Patricia MacKinnon-Day

Back Bittern Street, Liverpool 2006

Back Bitten Street: An Opera of the Overlooked

The Back Bittern Opera holds all of the promise a good opera should: passion, people, politics. Inspired by and made in collaboration with residents of Liverpool’s Back Bittern Street, the name itself is highly evocative of a dramatic context that expresses a community that are located in relation to (indeed behind) something else: they are the recipients rather than the directors of change. Sitting in the shadow of the city’s flamboyant Catholic Cathedral, it is a community that is overlooked in both senses of the word: exposed and invisible. The Back Bittern Opera project addresses the issues of being seen and not being heard head-on.

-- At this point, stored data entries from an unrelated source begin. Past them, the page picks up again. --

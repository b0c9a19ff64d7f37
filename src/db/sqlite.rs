use crate::db::models::{Lead, LeadPatch, NewLead, NewUser, User};
use crate::db::schema::SQLITE_INIT;
use crate::error::BindingError;
use chrono::{SecondsFormat, Utc};
use sqlx::sqlite::{SqliteConnectOptions, SqlitePoolOptions};
use sqlx::{Pool, Sqlite};
use std::str::FromStr;
use tracing::info;
use uuid::Uuid;

pub type SqlitePool = Pool<Sqlite>;

const LEAD_COLUMNS: &str = r#"lead_id, first_name, last_name, email, phone, age, source,
    campaign, utm_source, utm_medium, utm_campaign, inquiry_type, priority, status,
    assigned_to, clinic_id, notes, last_contact_date, next_follow_up_date,
    converted_date, created_at, updated_at"#;

#[derive(Clone)]
pub struct ClinicStorage {
    pool: SqlitePool,
}

impl ClinicStorage {
    pub fn new(pool: SqlitePool) -> Self {
        Self { pool }
    }

    /// Open (creating the file if needed) and initialize the schema.
    pub async fn connect(database_url: &str) -> Result<Self, BindingError> {
        let connect_opts = SqliteConnectOptions::from_str(database_url)?.create_if_missing(true);
        let mut pool_opts = SqlitePoolOptions::new().max_connections(5);
        if database_url.contains(":memory:") {
            // An in-memory database lives and dies with its one connection.
            pool_opts = pool_opts
                .max_connections(1)
                .min_connections(1)
                .idle_timeout(None)
                .max_lifetime(None);
        }
        let pool = pool_opts.connect_with(connect_opts).await?;
        let storage = Self::new(pool);
        storage.init_schema().await?;
        info!(database_url = %database_url, "clinic storage ready");
        Ok(storage)
    }

    /// Initialize the schema by executing the bundled DDL.
    pub async fn init_schema(&self) -> Result<(), BindingError> {
        // sqlx::query runs one statement at a time
        for stmt in SQLITE_INIT.split(';') {
            let s = stmt.trim();
            if s.is_empty() {
                continue;
            }
            sqlx::query(s).execute(&self.pool).await?;
        }
        Ok(())
    }

    /// Database clock, used by the DB health probe.
    pub async fn now(&self) -> Result<String, BindingError> {
        let rec: (String,) = sqlx::query_as("SELECT datetime('now')")
            .fetch_one(&self.pool)
            .await?;
        Ok(rec.0)
    }

    pub async fn create_user(&self, user: NewUser) -> Result<User, BindingError> {
        let id = Uuid::new_v4().to_string();
        sqlx::query("INSERT INTO users (id, username, password) VALUES (?, ?, ?)")
            .bind(&id)
            .bind(&user.username)
            .bind(&user.password)
            .execute(&self.pool)
            .await
            .map_err(|e| conflict_or(e, format!("username `{}` already taken", user.username)))?;

        Ok(User {
            id,
            username: user.username,
            password: user.password,
        })
    }

    pub async fn get_user(&self, id: &str) -> Result<Option<User>, BindingError> {
        let user = sqlx::query_as::<_, User>("SELECT id, username, password FROM users WHERE id = ?")
            .bind(id)
            .fetch_optional(&self.pool)
            .await?;
        Ok(user)
    }

    pub async fn get_user_by_username(&self, username: &str) -> Result<Option<User>, BindingError> {
        let user = sqlx::query_as::<_, User>(
            "SELECT id, username, password FROM users WHERE username = ?",
        )
        .bind(username)
        .fetch_optional(&self.pool)
        .await?;
        Ok(user)
    }

    /// Insert a validated lead. A reused `lead_id` is a conflict, never an overwrite.
    pub async fn insert_lead(&self, lead: NewLead) -> Result<Lead, BindingError> {
        let now = timestamp();
        let created_at = lead.created_at.unwrap_or_else(|| now.clone());
        let updated_at = lead.updated_at.unwrap_or(now);
        let lead_id = lead.lead_id.clone();

        sqlx::query(&format!(
            "INSERT INTO leads ({LEAD_COLUMNS}) VALUES \
             (?, ?, ?, ?, ?, ?, ?, ?, ?, ?, ?, ?, ?, ?, ?, ?, ?, ?, ?, ?, ?, ?)"
        ))
        .bind(lead.lead_id)
        .bind(lead.first_name)
        .bind(lead.last_name)
        .bind(lead.email)
        .bind(lead.phone)
        .bind(lead.age)
        .bind(lead.source)
        .bind(lead.campaign)
        .bind(lead.utm_source)
        .bind(lead.utm_medium)
        .bind(lead.utm_campaign)
        .bind(lead.inquiry_type)
        .bind(lead.priority)
        .bind(lead.status)
        .bind(lead.assigned_to)
        .bind(lead.clinic_id)
        .bind(lead.notes)
        .bind(lead.last_contact_date)
        .bind(lead.next_follow_up_date)
        .bind(lead.converted_date)
        .bind(created_at)
        .bind(updated_at)
        .execute(&self.pool)
        .await
        .map_err(|e| conflict_or(e, format!("lead `{lead_id}` already exists")))?;

        self.get_lead(&lead_id)
            .await?
            .ok_or_else(|| BindingError::NotFound(format!("lead `{lead_id}`")))
    }

    pub async fn get_lead(&self, lead_id: &str) -> Result<Option<Lead>, BindingError> {
        let lead = sqlx::query_as::<_, Lead>(&format!(
            "SELECT {LEAD_COLUMNS} FROM leads WHERE lead_id = ?"
        ))
        .bind(lead_id)
        .fetch_optional(&self.pool)
        .await?;
        Ok(lead)
    }

    /// All leads, newest first.
    pub async fn list_leads(&self) -> Result<Vec<Lead>, BindingError> {
        let leads = sqlx::query_as::<_, Lead>(&format!(
            "SELECT {LEAD_COLUMNS} FROM leads ORDER BY created_at DESC, lead_id"
        ))
        .fetch_all(&self.pool)
        .await?;
        Ok(leads)
    }

    /// Apply a partial update. Returns `None` when no such lead exists.
    pub async fn update_lead(
        &self,
        lead_id: &str,
        patch: LeadPatch,
    ) -> Result<Option<Lead>, BindingError> {
        let result = sqlx::query(
            r#"UPDATE leads SET
                first_name = COALESCE(?, first_name),
                last_name = COALESCE(?, last_name),
                email = COALESCE(?, email),
                phone = COALESCE(?, phone),
                age = COALESCE(?, age),
                source = COALESCE(?, source),
                campaign = COALESCE(?, campaign),
                utm_source = COALESCE(?, utm_source),
                utm_medium = COALESCE(?, utm_medium),
                utm_campaign = COALESCE(?, utm_campaign),
                inquiry_type = COALESCE(?, inquiry_type),
                priority = COALESCE(?, priority),
                status = COALESCE(?, status),
                assigned_to = COALESCE(?, assigned_to),
                clinic_id = COALESCE(?, clinic_id),
                notes = COALESCE(?, notes),
                last_contact_date = COALESCE(?, last_contact_date),
                next_follow_up_date = COALESCE(?, next_follow_up_date),
                converted_date = COALESCE(?, converted_date),
                updated_at = ?
              WHERE lead_id = ?"#,
        )
        .bind(patch.first_name)
        .bind(patch.last_name)
        .bind(patch.email)
        .bind(patch.phone)
        .bind(patch.age)
        .bind(patch.source)
        .bind(patch.campaign)
        .bind(patch.utm_source)
        .bind(patch.utm_medium)
        .bind(patch.utm_campaign)
        .bind(patch.inquiry_type)
        .bind(patch.priority)
        .bind(patch.status)
        .bind(patch.assigned_to)
        .bind(patch.clinic_id)
        .bind(patch.notes)
        .bind(patch.last_contact_date)
        .bind(patch.next_follow_up_date)
        .bind(patch.converted_date)
        .bind(timestamp())
        .bind(lead_id)
        .execute(&self.pool)
        .await?;

        if result.rows_affected() == 0 {
            return Ok(None);
        }
        self.get_lead(lead_id).await
    }
}

fn timestamp() -> String {
    Utc::now().to_rfc3339_opts(SecondsFormat::Millis, true)
}

fn conflict_or(err: sqlx::Error, message: String) -> BindingError {
    match err.as_database_error() {
        Some(db_err) if db_err.is_unique_violation() => BindingError::Conflict(message),
        _ => BindingError::DatabaseError(err),
    }
}
//! SQL DDL for the `users` and `leads` tables.
//!
//! Date columns on `leads` are free-form TEXT; callers may store any string.

/// SQLite schema with:
/// - `users.id` TEXT PRIMARY KEY, generated by the application (UUID v4)
/// - `users.username` UNIQUE
/// - `leads.lead_id` TEXT PRIMARY KEY, supplied by the caller
/// - `leads.priority` / `leads.status` defaulting to `Medium` / `new`
pub const SQLITE_INIT: &str = r#"
CREATE TABLE IF NOT EXISTS users (
    id TEXT PRIMARY KEY NOT NULL,
    username TEXT NOT NULL UNIQUE,
    password TEXT NOT NULL
);

CREATE TABLE IF NOT EXISTS leads (
    lead_id TEXT PRIMARY KEY NOT NULL,
    first_name TEXT NOT NULL,
    last_name TEXT NULL,
    email TEXT NOT NULL,
    phone TEXT NOT NULL,
    age INTEGER NULL,
    source TEXT NULL,
    campaign TEXT NULL,
    utm_source TEXT NULL,
    utm_medium TEXT NULL,
    utm_campaign TEXT NULL,
    inquiry_type TEXT NULL,
    priority TEXT NOT NULL DEFAULT 'Medium',
    status TEXT NOT NULL DEFAULT 'new',
    assigned_to TEXT NULL,
    clinic_id TEXT NULL,
    notes TEXT NULL,
    last_contact_date TEXT NULL,
    next_follow_up_date TEXT NULL,
    converted_date TEXT NULL,
    created_at TEXT NOT NULL,
    updated_at TEXT NOT NULL
);

CREATE INDEX IF NOT EXISTS idx_leads_status ON leads(status);
"#;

The Back Bittern Opera, is in essence a consultation project. Unlike a participatory arts project, the residents of Back Bittern Street are not being invited to perform in their opera – a professional operatic company of singers will be formed and the music is being written by a professional composer Larry Goves – in this instance, the community are playing the role of creative consultants with the artists as facilitators and producers. From knocking on peoples’ doors to hosting Scouse suppers, the artistic team have positioned themselves as the collectors of stories – self-conscious mediators and extrapolators, these memories will be developed and fictionalised further – the final opera will be a physical manifestation of a community that has multiple and at times conflicting tales to tell. With Ron Noon working as the historian on the project, the past, the present and the future of this small slice of Liverpool’s history is being explored. In this sense, the opera is an oral history project.

Laura Sillars is Senior Curator (Collaboration Programmes) at FACT, the Foundation for Art and Creative Technology in Liverpool.